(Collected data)
▬▬▬▬▬▬▬▬▬▬
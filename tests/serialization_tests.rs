//! Integration tests for byte buffers and the binary cursor / writer

use btc_primitives::*;
use btc_primitives::parser::compact_size_len;
use num_bigint::BigUint;

#[test]
fn test_buffer_views() {
    let buffer = ByteBuffer::from_hex("0100ff").unwrap();
    assert_eq!(buffer.as_bytes(), &[0x01, 0x00, 0xff]);
    assert_eq!(buffer.to_hex(), "0100ff");
    assert_eq!(buffer.to_unsigned_integer(), BigUint::from(0x0100ffu32));
    assert_eq!(buffer.to_decimal_string(), "65791");
    assert_eq!(buffer.size(), 3);
    assert_eq!(buffer.hex_size(), 6);
}

#[test]
fn test_buffer_from_unsigned_integer_pads() {
    let buffer = ByteBuffer::from_unsigned_integer(&BigUint::from(1u32), 32).unwrap();
    assert_eq!(buffer.len(), 32);
    assert_eq!(buffer.as_bytes()[31], 0x01);
    assert!(buffer.as_bytes()[..31].iter().all(|byte| *byte == 0));

    let too_wide = ByteBuffer::from_unsigned_integer(&BigUint::from(0x1_0000u32), 2);
    assert!(matches!(too_wide, Err(PrimitivesError::Format(_))));
}

#[test]
fn test_buffer_rejects_bad_hex() {
    assert!(matches!(ByteBuffer::from_hex("abc"), Err(PrimitivesError::Format(_))));
    assert!(matches!(ByteBuffer::from_hex("zz"), Err(PrimitivesError::Format(_))));
}

#[test]
fn test_cursor_reads_mixed_fields() {
    let mut writer = BinaryWriter::new();
    writer
        .write_u32_le(1)
        .write_compact_size(0xfd)
        .write_u32_be(0xdeadbeef)
        .write_length_prefixed(b"abc")
        .write_u64_le(u64::MAX);
    let buffer = writer.into_buffer();

    let mut cursor = BinaryCursor::from_buffer(&buffer);
    assert_eq!(cursor.read_u32_le().unwrap(), 1);
    assert_eq!(cursor.read_compact_size().unwrap(), 0xfd);
    assert_eq!(cursor.read_u32_be().unwrap(), 0xdeadbeef);
    assert_eq!(cursor.read_length_prefixed_bytes().unwrap().as_bytes(), b"abc");
    assert_eq!(cursor.read_u64_le().unwrap(), u64::MAX);
    assert!(cursor.is_exhausted());
}

#[test]
fn test_compact_size_boundaries() {
    let boundaries: [(u64, &str); 7] = [
        (0, "00"),
        (0xfc, "fc"),
        (0xfd, "fdfd00"),
        (0xffff, "fdffff"),
        (0x1_0000, "fe00000100"),
        (0xffff_ffff, "feffffffff"),
        (0x1_0000_0000, "ff0000000001000000"),
    ];
    for (value, encoded) in boundaries {
        let mut writer = BinaryWriter::new();
        writer.write_compact_size(value);
        let buffer = writer.into_buffer();
        assert_eq!(buffer.to_hex(), encoded);
        assert_eq!(compact_size_len(value), buffer.len());

        let mut cursor = BinaryCursor::from_buffer(&buffer);
        assert_eq!(cursor.read_compact_size().unwrap(), value);
        assert!(cursor.is_exhausted());
    }
}

#[test]
fn test_compact_size_rejects_non_canonical() {
    let bytes = hex::decode("fd0100").unwrap();
    let mut cursor = BinaryCursor::new(&bytes);
    assert!(matches!(cursor.read_compact_size(), Err(PrimitivesError::Format(_))));
    assert_eq!(cursor.position(), 0);
}

#[test]
fn test_truncated_reads_leave_cursor_in_place() {
    let bytes = [0x01, 0x02, 0x03];
    let mut cursor = BinaryCursor::new(&bytes);
    assert!(matches!(
        cursor.read_u32_le(),
        Err(PrimitivesError::TruncatedInput { needed: 4, remaining: 3 })
    ));
    assert_eq!(cursor.position(), 0);
    assert_eq!(cursor.read_u16_le().unwrap(), 0x0201);
    assert_eq!(cursor.remaining(), 1);
}

#[test]
fn test_uint_width_and_endianness() {
    let mut writer = BinaryWriter::new();
    writer.write_uint(3, 0x010203, Endianness::Big).unwrap();
    writer.write_uint(3, 0x010203, Endianness::Little).unwrap();
    let buffer = writer.into_buffer();
    assert_eq!(buffer.to_hex(), "010203030201");

    let mut cursor = BinaryCursor::from_buffer(&buffer);
    assert_eq!(cursor.read_uint(3, Endianness::Big).unwrap(), 0x010203);
    assert_eq!(cursor.read_uint(3, Endianness::Little).unwrap(), 0x010203);

    let mut writer = BinaryWriter::new();
    assert!(matches!(writer.write_uint(1, 0x100, Endianness::Little), Err(PrimitivesError::Format(_))));
    assert!(matches!(writer.write_uint(9, 0, Endianness::Little), Err(PrimitivesError::Format(_))));
}

#[test]
fn test_network_params_from_json() {
    let json = r#"{"p2pkh_prefix":111,"p2sh_prefix":196,"wif_prefix":239}"#;
    let network = NetworkParams::from_json(json).unwrap();
    assert_eq!(network, NetworkParams::TESTNET);
    assert_eq!(NetworkParams::from_json(&network.to_json().unwrap()).unwrap(), network);
    assert!(matches!(NetworkParams::from_json("{}"), Err(PrimitivesError::Format(_))));
}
▬▬▬▬▬▬▬▬▬▬
Task prompt:
Each record above has to be retyped exactly, with nothing left out.

Solution to this problem:
filename tests/serialization_tests.rs
//! Integration tests for byte buffers and the binary cursor / writer

use btc_primitives::*;
use btc_primitives::parser::compact_size_len;
use num_bigint::BigUint;

#[test]
fn test_buffer_views() {
    let buffer = ByteBuffer::from_hex("0100ff").unwrap();
    assert_eq!(buffer.as_bytes(), &[0x01, 0x00, 0xff]);
    assert_eq!(buffer.to_hex(), "0100ff");
    assert_eq!(buffer.to_unsigned_integer(), BigUint::from(0x0100ffu32));
    assert_eq!(buffer.to_decimal_string(), "65791");
    assert_eq!(buffer.size(), 3);
    assert_eq!(buffer.hex_size(), 6);
}

#[test]
fn test_buffer_from_unsigned_integer_pads() {
    let buffer = ByteBuffer::from_unsigned_integer(&BigUint::from(1u32), 32).unwrap();
    assert_eq!(buffer.len(), 32);
    assert_eq!(buffer.as_bytes()[31], 0x01);
    assert!(buffer.as_bytes()[..31].iter().all(|byte| *byte == 0));

    let too_wide = ByteBuffer::from_unsigned_integer(&BigUint::from(0x1_0000u32), 2);
    assert!(matches!(too_wide, Err(PrimitivesError::Format(_))));
}

#[test]
fn test_buffer_rejects_bad_hex() {
    assert!(matches!(ByteBuffer::from_hex("abc"), Err(PrimitivesError::Format(_))));
    assert!(matches!(ByteBuffer::from_hex("zz"), Err(PrimitivesError::Format(_))));
}

#[test]
fn test_cursor_reads_mixed_fields() {
    let mut writer = BinaryWriter::new();
    writer
        .write_u32_le(1)
        .write_compact_size(0xfd)
        .write_u32_be(0xdeadbeef)
        .write_length_prefixed(b"abc")
        .write_u64_le(u64::MAX);
    let buffer = writer.into_buffer();

    let mut cursor = BinaryCursor::from_buffer(&buffer);
    assert_eq!(cursor.read_u32_le().unwrap(), 1);
    assert_eq!(cursor.read_compact_size().unwrap(), 0xfd);
    assert_eq!(cursor.read_u32_be().unwrap(), 0xdeadbeef);
    assert_eq!(cursor.read_length_prefixed_bytes().unwrap().as_bytes(), b"abc");
    assert_eq!(cursor.read_u64_le().unwrap(), u64::MAX);
    assert!(cursor.is_exhausted());
}

#[test]
fn test_compact_size_boundaries() {
    let boundaries: [(u64, &str); 7] = [
        (0, "00"),
        (0xfc, "fc"),
        (0xfd, "fdfd00"),
        (0xffff, "fdffff"),
        (0x1_0000, "fe00000100"),
        (0xffff_ffff, "feffffffff"),
        (0x1_0000_0000, "ff0000000001000000"),
    ];
    for (value, encoded) in boundaries {
        let mut writer = BinaryWriter::new();
        writer.write_compact_size(value);
        let buffer = writer.into_buffer();
        assert_eq!(buffer.to_hex(), encoded);
        assert_eq!(compact_size_len(value), buffer.len());

        let mut cursor = BinaryCursor::from_buffer(&buffer);
        assert_eq!(cursor.read_compact_size().unwrap(), value);
        assert!(cursor.is_exhausted());
    }
}

#[test]
fn test_compact_size_rejects_non_canonical() {
    let bytes = hex::decode("fd0100").unwrap();
    let mut cursor = BinaryCursor::new(&bytes);
    assert!(matches!(cursor.read_compact_size(), Err(PrimitivesError::Format(_))));
    assert_eq!(cursor.position(), 0);
}

#[test]
fn test_truncated_reads_leave_cursor_in_place() {
    let bytes = [0x01, 0x02, 0x03];
    let mut cursor = BinaryCursor::new(&bytes);
    assert!(matches!(
        cursor.read_u32_le(),
        Err(PrimitivesError::TruncatedInput { needed: 4, remaining: 3 })
    ));
    assert_eq!(cursor.position(), 0);
    assert_eq!(cursor.read_u16_le().unwrap(), 0x0201);
    assert_eq!(cursor.remaining(), 1);
}

#[test]
fn test_uint_width_and_endianness() {
    let mut writer = BinaryWriter::new();
    writer.write_uint(3, 0x010203, Endianness::Big).unwrap();
    writer.write_uint(3, 0x010203, Endianness::Little).unwrap();
    let buffer = writer.into_buffer();
    assert_eq!(buffer.to_hex(), "010203030201");

    let mut cursor = BinaryCursor::from_buffer(&buffer);
    assert_eq!(cursor.read_uint(3, Endianness::Big).unwrap(), 0x010203);
    assert_eq!(cursor.read_uint(3, Endianness::Little).unwrap(), 0x010203);

    let mut writer = BinaryWriter::new();
    assert!(matches!(writer.write_uint(1, 0x100, Endianness::Little), Err(PrimitivesError::Format(_))));
    assert!(matches!(writer.write_uint(9, 0, Endianness::Little), Err(PrimitivesError::Format(_))));
}

#[test]
fn test_network_params_from_json() {
    let json = r#"{"p2pkh_prefix":111,"p2sh_prefix":196,"wif_prefix":239}"#;
    let network = NetworkParams::from_json(json).unwrap();
    assert_eq!(network, NetworkParams::TESTNET);
    assert_eq!(NetworkParams::from_json(&network.to_json().unwrap()).unwrap(), network);
    assert!(matches!(NetworkParams::from_json("{}"), Err(PrimitivesError::Format(_))));
}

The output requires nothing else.